Do lado positivo, a Gavekal vê três possíveis medidas que podem reverter um grande bear market.
Em primeiro lugar, o Fed pode vir ao resgate do mercado cortando as taxas de juros agressivamente para compensar o aperto fiscal. “Isso é muito pouco provável. As tarifas vão colocar a inflação americana fora do seu platô de 2,5% a 3% para pelo menos 4% e vão eliminar qualquer esperança de um retorno para 2%, mesmo no longo prazo”, diz o economista.
Caso um corte mais agressivo realmente aconteça, isso pode estimular um rali no mercado – mas com implicações agridoces para o médio e longo prazo.
“Se o Fed se tornar incontestavelmente dovish num momento que a inflação vai a 4% ou mais, uma inflação muito maior vai se tornar o “novo normal” para a economia americana. Isso, por sua vez, vai se destravar uma espiral de aumentos de preços e salários, trazendo os preços dos bonds para cima e das ações para baixo.”

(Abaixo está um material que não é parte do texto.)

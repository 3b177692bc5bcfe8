//! Client wire protocol
//!
//! JSON text frames over the WebSocket. Inbound frames are tagged
//! commands; outbound frames are either control messages or stream
//! envelopes whose `type` is derived from the originating stream name.

use chrono::{DateTime, Utc};
use serde::{Deserialize, Serialize};
use serde_json::Value;

/// Commands a client may send.
#[derive(Debug, Clone, Deserialize)]
#[serde(tag = "type", rename_all = "lowercase")]
pub enum ClientCommand {
    Ping,
    Subscribe {
        streams: Vec<String>,
    },
    Unsubscribe {
        streams: Vec<String>,
    },
    Request {
        resource: String,
    },
    Action {
        action: String,
        #[serde(rename = "recommendationId")]
        recommendation_id: String,
    },
}

/// Control messages the server sends.
#[derive(Debug, Clone, Serialize)]
#[serde(tag = "type", rename_all = "lowercase")]
pub enum ControlMessage {
    Connected {
        #[serde(rename = "clientId")]
        client_id: String,
        streams: Vec<String>,
    },
    Pong,
    Subscribed {
        streams: Vec<String>,
    },
    Unsubscribed {
        streams: Vec<String>,
    },
    Error {
        message: String,
    },
}

impl ControlMessage {
    pub fn error(message: impl Into<String>) -> Self {
        Self::Error {
            message: message.into(),
        }
    }

    pub fn to_json(&self) -> String {
        serde_json::to_string(self).unwrap_or_else(|_| {
            r#"{"type":"error","message":"internal serialization failure"}"#.to_string()
        })
    }
}

/// The normalized unit broadcast to clients.
#[derive(Debug, Clone, Serialize, Deserialize)]
pub struct StreamEnvelope {
    #[serde(rename = "type")]
    pub message_type: String,
    pub data: Value,
    pub timestamp: DateTime<Utc>,
    /// Source log entry id; absent on request replies
    #[serde(rename = "streamId", skip_serializing_if = "Option::is_none")]
    pub stream_id: Option<String>,
}

impl StreamEnvelope {
    pub fn to_json(&self) -> String {
        serde_json::to_string(self).unwrap_or_else(|_| {
            r#"{"type":"error","message":"internal serialization failure"}"#.to_string()
        })
    }
}

/// Fixed stream-name to message-type table. Unmapped streams broadcast
/// as "unknown" rather than being dropped.
pub fn message_type_for_stream(stream: &str) -> &'static str {
    match stream {
        "metrics.calculated" => "metrics",
        "recommendations.ready" => "recommendations",
        "automation.status" => "automation",
        "system.health" => "system",
        "gaps.identified" => "gaps",
        _ => "unknown",
    }
}

/// Map a client-facing action name to the verb carried on the requests
/// stream.
pub fn action_verb(action: &str) -> Option<&'static str> {
    match action {
        "approve-recommendation" => Some("approve"),
        "reject-recommendation" => Some("reject"),
        _ => None,
    }
}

(Nota da editora: qualquer semelhança com a economia brasileira — e com os memes de Donald Trump se confundindo com Dilma Rousseff — não são mera coincidência.)
Outro cenário que poderia compensar o efeito das tarifas seria o Congresso americano concordar muito rapidamente com uma lei de grandes cortes de impostos — que precisariam ser feitos imediatamente e não adiados até 2026. “Isso parece ainda menos provável que um resgate pelo Fed”, alerta Kalestky, já jogando um balde de água fria.
As maiorias republicanas nas duas casas são tão pequenas que a chance de qualquer consenso desse sentido, ao menos por ora, é ínfima. Isso não significa que o Congresso não vai conseguir eventualmente passar um orçamento com cortes de impostos.
Mas sugere que será necessário um maior senso de urgência, como na crise de 2008, para passar e rapidamente colocar em vigor os cortes de impostos necessários para compensar o impacto das tarifas.
Por fim, se você chegou até aqui, uma esperança realmente mais concreta por parte da Gavekal: a consultoria está otimista com a possibilidade de que Europa e China possam responder a Trump com injeções fiscais mais contundentes — e urgentes.
“Eu ainda acho que um estímulo fiscal por parte da Europa e da China é provável, na medida em que os formuladores de políticas ao redor do mundo cheguem ao entendimento de que o perigo mais imediato das tarifas dos Estados Unidos não é a disrupção do comércio global, mas simplesmente um possível colapso na demanda global”, diz Kalestky.
Seu grau de convicção nesse cenário? “Sou otimista o suficiente para acreditar nesse resultado. Mas não sou corajoso o suficiente para colocar dinheiro nisso.”